For each starting index, scan the next k elements to compute the window aggregate. There are n−k+1 starting positions, each requiring O(k) work, giving O(n × k) total. No extra space since we recompute from scratch each time.
The window expands and contracts as we scan left to right. Each element enters the window at most once and leaves at most once, giving 2n total operations = O(n). Space depends on what we track inside the window (a hash map of at most k distinct elements, or O(1) for a fixed-size window).
Review these before coding to avoid predictable interview regressions.
Wrong move: Loop endpoints miss first/last candidate.
Usually fails on: Fails on minimal arrays and exact-boundary answers.

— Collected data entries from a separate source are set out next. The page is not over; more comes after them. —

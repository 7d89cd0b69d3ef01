//! Control commands understood by a node

use std::sync::Arc;

use async_trait::async_trait;
use tokio::sync::broadcast::error::RecvError;

use super::player::PlayerCore;
use crate::control::{CommandHandler, CommandRegistry, Connection};
use crate::error::{Result, SyncError};
use crate::sync::{SEEK_TO_TIME, SyncAction};

/// Every command a node registers
#[derive(Debug, Clone, Copy, PartialEq, Eq, Hash)]
pub enum Rpc {
    /// `play`
    Play,
    /// `pause`
    Pause,
    /// `restart`
    Restart,
    /// `load <path>`
    Load,
    /// `set_rate <rate>`
    SetRate,
    /// `seek_to_time <seconds>`
    SeekToTime,
    /// `echo <text>`
    Echo,
    /// `request_state`
    RequestState,
    /// `load_settings`
    LoadSettings,
    /// `save_settings`
    SaveSettings,
    /// `log_stream`
    LogStream,
    /// `generate_snapshot`
    GenerateSnapshot,
    /// `current_time`
    CurrentTime,
    /// `duration`
    Duration,
    /// `volume [<v>]`
    Volume,
    /// `brightness [<v>]`
    Brightness,
    /// `rate [<r>]`
    Rate,
    /// `loop [<b>]`
    Loop,
    /// `is_playing`
    IsPlaying,
    /// `next`
    Next,
    /// `prev`
    Prev,
    /// `track [<i>]`
    Track,
    /// `playstate`
    PlayState,
}

impl Rpc {
    /// All commands, in registration order
    pub const ALL: [Self; 23] = [
        Self::Play,
        Self::Pause,
        Self::Restart,
        Self::Load,
        Self::SetRate,
        Self::SeekToTime,
        Self::Echo,
        Self::RequestState,
        Self::LoadSettings,
        Self::SaveSettings,
        Self::LogStream,
        Self::GenerateSnapshot,
        Self::CurrentTime,
        Self::Duration,
        Self::Volume,
        Self::Brightness,
        Self::Rate,
        Self::Loop,
        Self::IsPlaying,
        Self::Next,
        Self::Prev,
        Self::Track,
        Self::PlayState,
    ];

    /// Command name on the wire
    #[must_use]
    pub fn name(self) -> &'static str {
        match self {
            Self::Play => "play",
            Self::Pause => "pause",
            Self::Restart => "restart",
            Self::Load => "load",
            Self::SetRate => "set_rate",
            Self::SeekToTime => SEEK_TO_TIME,
            Self::Echo => "echo",
            Self::RequestState => "request_state",
            Self::LoadSettings => "load_settings",
            Self::SaveSettings => "save_settings",
            Self::LogStream => "log_stream",
            Self::GenerateSnapshot => "generate_snapshot",
            Self::CurrentTime => "current_time",
            Self::Duration => "duration",
            Self::Volume => "volume",
            Self::Brightness => "brightness",
            Self::Rate => "rate",
            Self::Loop => "loop",
            Self::IsPlaying => "is_playing",
            Self::Next => "next",
            Self::Prev => "prev",
            Self::Track => "track",
            Self::PlayState => "playstate",
        }
    }
}

/// Register every [`Rpc`] against `core`
pub fn register_all(registry: &mut CommandRegistry, core: &Arc<PlayerCore>) {
    for rpc in Rpc::ALL {
        registry.register(
            rpc.name(),
            RpcHandler {
                rpc,
                core: core.clone(),
            },
        );
    }
}

struct RpcHandler {
    rpc: Rpc,
    core: Arc<PlayerCore>,
}

#[async_trait]
impl CommandHandler for RpcHandler {
    async fn execute(&self, conn: &Connection, args: &[&str]) {
        match run(&self.core, self.rpc, conn, args).await {
            Ok(Some(reply)) => {
                conn.reply(reply);
            }
            Ok(None) => {}
            Err(e) => {
                tracing::warn!(peer = %conn.peer(), command = self.rpc.name(), "Command failed: {}", e);
                conn.reply(format!("error {e}"));
            }
        }
    }
}

fn parse_arg<T: std::str::FromStr>(rpc: Rpc, raw: &str) -> Result<T> {
    raw.parse()
        .map_err(|_| SyncError::invalid_argument(rpc.name(), format!("cannot parse {raw:?}")))
}

fn parse_bool(rpc: Rpc, raw: &str) -> Result<bool> {
    match raw.to_ascii_lowercase().as_str() {
        "1" | "true" | "on" | "yes" => Ok(true),
        "0" | "false" | "off" | "no" => Ok(false),
        _ => Err(SyncError::invalid_argument(
            rpc.name(),
            format!("expected a boolean, got {raw:?}"),
        )),
    }
}

fn seconds(value: f64) -> String {
    format!("{value:.3}")
}

/// Execute `rpc`, returning the reply line if it has one
async fn run(core: &PlayerCore, rpc: Rpc, conn: &Connection, args: &[&str]) -> Result<Option<String>> {
    let first = args.first().copied();
    match rpc {
        Rpc::Play | Rpc::Pause | Rpc::Restart | Rpc::Load | Rpc::SetRate => {
            let action = SyncAction::from_command(rpc.name(), args)?;
            core.apply(action).await?;
            Ok(None)
        }
        Rpc::SeekToTime => {
            let raw = first.ok_or_else(|| SyncError::invalid_argument(rpc.name(), "missing time"))?;
            let target: f64 = parse_arg(rpc, raw)?;
            if !target.is_finite() {
                return Err(SyncError::invalid_argument(rpc.name(), "time must be finite"));
            }
            core.seek_to_time(target).await;
            Ok(None)
        }
        Rpc::Echo => Ok(Some(args.join(" "))),
        Rpc::RequestState => {
            let settings = core.settings().get().await;
            Ok(Some(serde_json::to_string(&settings)?))
        }
        Rpc::LoadSettings => {
            let settings = core.load_settings().await?;
            Ok(Some(serde_json::to_string(&settings)?))
        }
        Rpc::SaveSettings => {
            let path = core.save_settings().await?;
            Ok(Some(format!("saved {}", path.display())))
        }
        Rpc::LogStream => {
            stream_events(core, conn);
            Ok(None)
        }
        Rpc::GenerateSnapshot => {
            let snapshot = core.snapshot().await?;
            Ok(Some(serde_json::to_string(&snapshot)?))
        }
        Rpc::CurrentTime => Ok(Some(seconds(core.media().current_time()))),
        Rpc::Duration => Ok(Some(seconds(core.media().duration().unwrap_or(0.0)))),
        Rpc::Volume => {
            let volume = match first {
                Some(raw) => core.set_volume(parse_arg(rpc, raw)?).await,
                None => core.settings().get().await.volume,
            };
            Ok(Some(format!("{volume:.2}")))
        }
        Rpc::Brightness => {
            let brightness = match first {
                Some(raw) => core.set_brightness(parse_arg(rpc, raw)?).await,
                None => core.settings().get().await.brightness,
            };
            Ok(Some(format!("{brightness:.2}")))
        }
        Rpc::Rate => {
            if let Some(raw) = first {
                let action = SyncAction::from_command("set_rate", &[raw])?;
                core.apply(action).await?;
            }
            Ok(Some(format!("{:.2}", core.settings().get().await.rate)))
        }
        Rpc::Loop => {
            let looping = match first {
                Some(raw) => core.settings().set_looping(parse_bool(rpc, raw)?).await.looping,
                None => core.settings().get().await.looping,
            };
            Ok(Some(looping.to_string()))
        }
        Rpc::IsPlaying => Ok(Some(core.media().is_playing().to_string())),
        Rpc::Next => Ok(Some(core.next().await?.to_string())),
        Rpc::Prev => Ok(Some(core.prev().await?.to_string())),
        Rpc::Track => {
            let index = match first {
                Some(raw) => core.select_track(parse_arg(rpc, raw)?).await?,
                None => core.track().await,
            };
            Ok(Some(index.to_string()))
        }
        Rpc::PlayState => {
            let state = core.play_state().await;
            Ok(Some(serde_json::to_string(&state)?))
        }
    }
}

/// Write every node event to `conn` until it closes
fn stream_events(core: &PlayerCore, conn: &Connection) {
    let mut events = core.events().subscribe();
    let conn = conn.clone();
    let closed = conn.closed_token();
    tracing::debug!(peer = %conn.peer(), "Log stream opened");
    tokio::spawn(async move {
        loop {
            let event = tokio::select! {
                () = closed.cancelled() => break,
                event = events.recv() => event,
            };
            match event {
                Ok(event) => {
                    if !conn.reply(event.to_string()) {
                        break;
                    }
                }
                Err(RecvError::Lagged(missed)) => {
                    conn.reply(format!("lagged {missed}"));
                }
                Err(RecvError::Closed) => break,
            }
        }
        tracing::debug!(peer = %conn.peer(), "Log stream closed");
    });
}
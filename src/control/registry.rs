//! Command registry

use std::collections::HashMap;
use std::sync::Arc;

use super::command::{CommandHandler, StateTarget};

/// Maps command names to handlers and holds the structured-state targets
#[derive(Default)]
pub struct CommandRegistry {
    commands: HashMap<String, Arc<dyn CommandHandler>>,
    targets: Vec<Arc<dyn StateTarget>>,
}

impl CommandRegistry {
    /// Create an empty registry
    #[must_use]
    pub fn new() -> Self {
        Self::default()
    }

    /// Register a handler, replacing any previous one of the same name
    ///
    /// Returns the replaced handler.
    pub fn register(
        &mut self,
        name: impl Into<String>,
        handler: impl CommandHandler + 'static,
    ) -> Option<Arc<dyn CommandHandler>> {
        self.register_arc(name, Arc::new(handler))
    }

    /// Register a shared handler
    pub fn register_arc(
        &mut self,
        name: impl Into<String>,
        handler: Arc<dyn CommandHandler>,
    ) -> Option<Arc<dyn CommandHandler>> {
        let name = name.into();
        let previous = self.commands.insert(name.clone(), handler);
        if previous.is_some() {
            tracing::debug!(command = %name, "Replaced command handler");
        }
        previous
    }

    /// Remove a handler
    pub fn unregister(&mut self, name: &str) -> Option<Arc<dyn CommandHandler>> {
        self.commands.remove(name)
    }

    /// Look up a handler by exact name
    #[must_use]
    pub fn get(&self, name: &str) -> Option<Arc<dyn CommandHandler>> {
        self.commands.get(name).cloned()
    }

    /// Check whether a command is registered
    #[must_use]
    pub fn contains(&self, name: &str) -> bool {
        self.commands.contains_key(name)
    }

    /// Registered command names, sorted
    #[must_use]
    pub fn names(&self) -> Vec<String> {
        let mut names: Vec<String> = self.commands.keys().cloned().collect();
        names.sort();
        names
    }

    /// Number of registered commands
    #[must_use]
    pub fn len(&self) -> usize {
        self.commands.len()
    }

    /// Check if no command is registered
    #[must_use]
    pub fn is_empty(&self) -> bool {
        self.commands.is_empty()
    }

    /// Add a structured-state target
    pub fn add_target(&mut self, target: Arc<dyn StateTarget>) {
        self.targets.push(target);
    }

    /// Drop dead targets and return the live ones
    pub fn live_targets(&mut self) -> Vec<Arc<dyn StateTarget>> {
        self.targets.retain(|t| {
            let alive = t.is_alive();
            if !alive {
                tracing::debug!(target_name = t.name(), "Dropping dead state target");
            }
            alive
        });
        self.targets.clone()
    }

    /// Number of targets currently held, dead or alive
    #[must_use]
    pub fn target_count(&self) -> usize {
        self.targets.len()
    }
}
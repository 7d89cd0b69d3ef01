//! Event bus for node events

use std::fmt;
use std::net::IpAddr;
use std::time::Duration;

use tokio::sync::broadcast;

use crate::types::Role;

/// Node events
#[derive(Debug, Clone, PartialEq)]
pub enum NodeEvent {
    // Role events
    /// Role changed
    RoleChanged {
        /// New role
        role: Role,
    },

    // Peer events
    /// First beacon from a peer
    PeerDiscovered {
        /// Peer address
        ip: IpAddr,
    },
    /// Peer evicted by the liveness sweep
    PeerEvicted {
        /// Peer address
        ip: IpAddr,
    },
    /// Latency probe completed
    LatencyMeasured {
        /// Peer address
        ip: IpAddr,
        /// Recorded one-way estimate
        latency: Duration,
    },

    // Sync events
    /// Drift correction applied on a slave
    CorrectionApplied {
        /// Signed drift in seconds (master - local)
        drift: f64,
        /// Resulting rate
        rate: f64,
        /// Whether a seek was issued
        seeked: bool,
    },
    /// Nudged rate expired back to nominal
    CorrectionExpired {
        /// Nominal rate restored
        rate: f64,
    },

    // Playback events
    /// Media loaded
    MediaLoaded {
        /// Media path
        path: String,
    },
    /// Playback started
    PlaybackStarted,
    /// Playback paused
    PlaybackPaused,
    /// Media reached its end
    PlaybackEnded,

    // Error events
    /// Error occurred
    Error {
        /// Error message
        message: String,
    },
}

impl fmt::Display for NodeEvent {
    fn fmt(&self, f: &mut fmt::Formatter<'_>) -> fmt::Result {
        match self {
            Self::RoleChanged { role } => write!(f, "role {role}"),
            Self::PeerDiscovered { ip } => write!(f, "peer_discovered {ip}"),
            Self::PeerEvicted { ip } => write!(f, "peer_evicted {ip}"),
            Self::LatencyMeasured { ip, latency } => {
                write!(f, "latency {ip} {:.3}", latency.as_secs_f64() * 1000.0)
            }
            Self::CorrectionApplied {
                drift,
                rate,
                seeked,
            } => {
                if *seeked {
                    write!(f, "scrub drift={drift:.3} rate={rate:.4}")
                } else {
                    write!(f, "nudge drift={drift:.3} rate={rate:.4}")
                }
            }
            Self::CorrectionExpired { rate } => write!(f, "correction_expired rate={rate:.4}"),
            Self::MediaLoaded { path } => write!(f, "loaded {path}"),
            Self::PlaybackStarted => f.write_str("playing"),
            Self::PlaybackPaused => f.write_str("paused"),
            Self::PlaybackEnded => f.write_str("ended"),
            Self::Error { message } => write!(f, "error {message}"),
        }
    }
}

/// Event bus for distributing events
#[derive(Clone)]
pub struct EventBus {
    /// Broadcast sender
    tx: broadcast::Sender<NodeEvent>,
}

impl EventBus {
    /// Create a new event bus
    #[must_use]
    pub fn new() -> Self {
        let (tx, _) = broadcast::channel(256);
        Self { tx }
    }

    /// Subscribe to events
    #[must_use]
    pub fn subscribe(&self) -> broadcast::Receiver<NodeEvent> {
        self.tx.subscribe()
    }

    /// Emit an event
    pub fn emit(&self, event: NodeEvent) {
        // Ignore error if no receivers
        let _ = self.tx.send(event);
    }
}

impl Default for EventBus {
    fn default() -> Self {
        Self::new()
    }
}

/// Event filter for selective subscription
pub struct EventFilter {
    rx: broadcast::Receiver<NodeEvent>,
    filter: Box<dyn Fn(&NodeEvent) -> bool + Send>,
}

impl EventFilter {
    /// Create a filtered event receiver
    pub fn new<F>(bus: &EventBus, filter: F) -> Self
    where
        F: Fn(&NodeEvent) -> bool + Send + 'static,
    {
        Self {
            rx: bus.subscribe(),
            filter: Box::new(filter),
        }
    }

    /// Receive next matching event
    pub async fn recv(&mut self) -> Option<NodeEvent> {
        loop {
            match self.rx.recv().await {
                Ok(event) if (self.filter)(&event) => return Some(event),
                Ok(_) | Err(broadcast::error::RecvError::Lagged(_)) => {}
                Err(broadcast::error::RecvError::Closed) => return None,
            }
        }
    }
}

/// Helper functions for common filters
impl EventFilter {
    /// Filter for peer table events only
    #[must_use]
    pub fn peer_events(bus: &EventBus) -> Self {
        Self::new(bus, |e| {
            matches!(
                e,
                NodeEvent::PeerDiscovered { .. }
                    | NodeEvent::PeerEvicted { .. }
                    | NodeEvent::LatencyMeasured { .. }
            )
        })
    }

    /// Filter for drift correction events only
    #[must_use]
    pub fn sync_events(bus: &EventBus) -> Self {
        Self::new(bus, |e| {
            matches!(
                e,
                NodeEvent::CorrectionApplied { .. } | NodeEvent::CorrectionExpired { .. }
            )
        })
    }

    /// Filter for playback events only
    #[must_use]
    pub fn playback_events(bus: &EventBus) -> Self {
        Self::new(bus, |e| {
            matches!(
                e,
                NodeEvent::MediaLoaded { .. }
                    | NodeEvent::PlaybackStarted
                    | NodeEvent::PlaybackPaused
                    | NodeEvent::PlaybackEnded
            )
        })
    }
}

Fix: Re-derive loops from inclusive/exclusive ranges before coding.
Wrong move: Using `if` instead of `while` leaves the window invalid for multiple iterations.
Usually fails on: Over-limit windows stay invalid and produce wrong lengths/counts.
Fix: Shrink in a `while` loop until the invariant is valid again.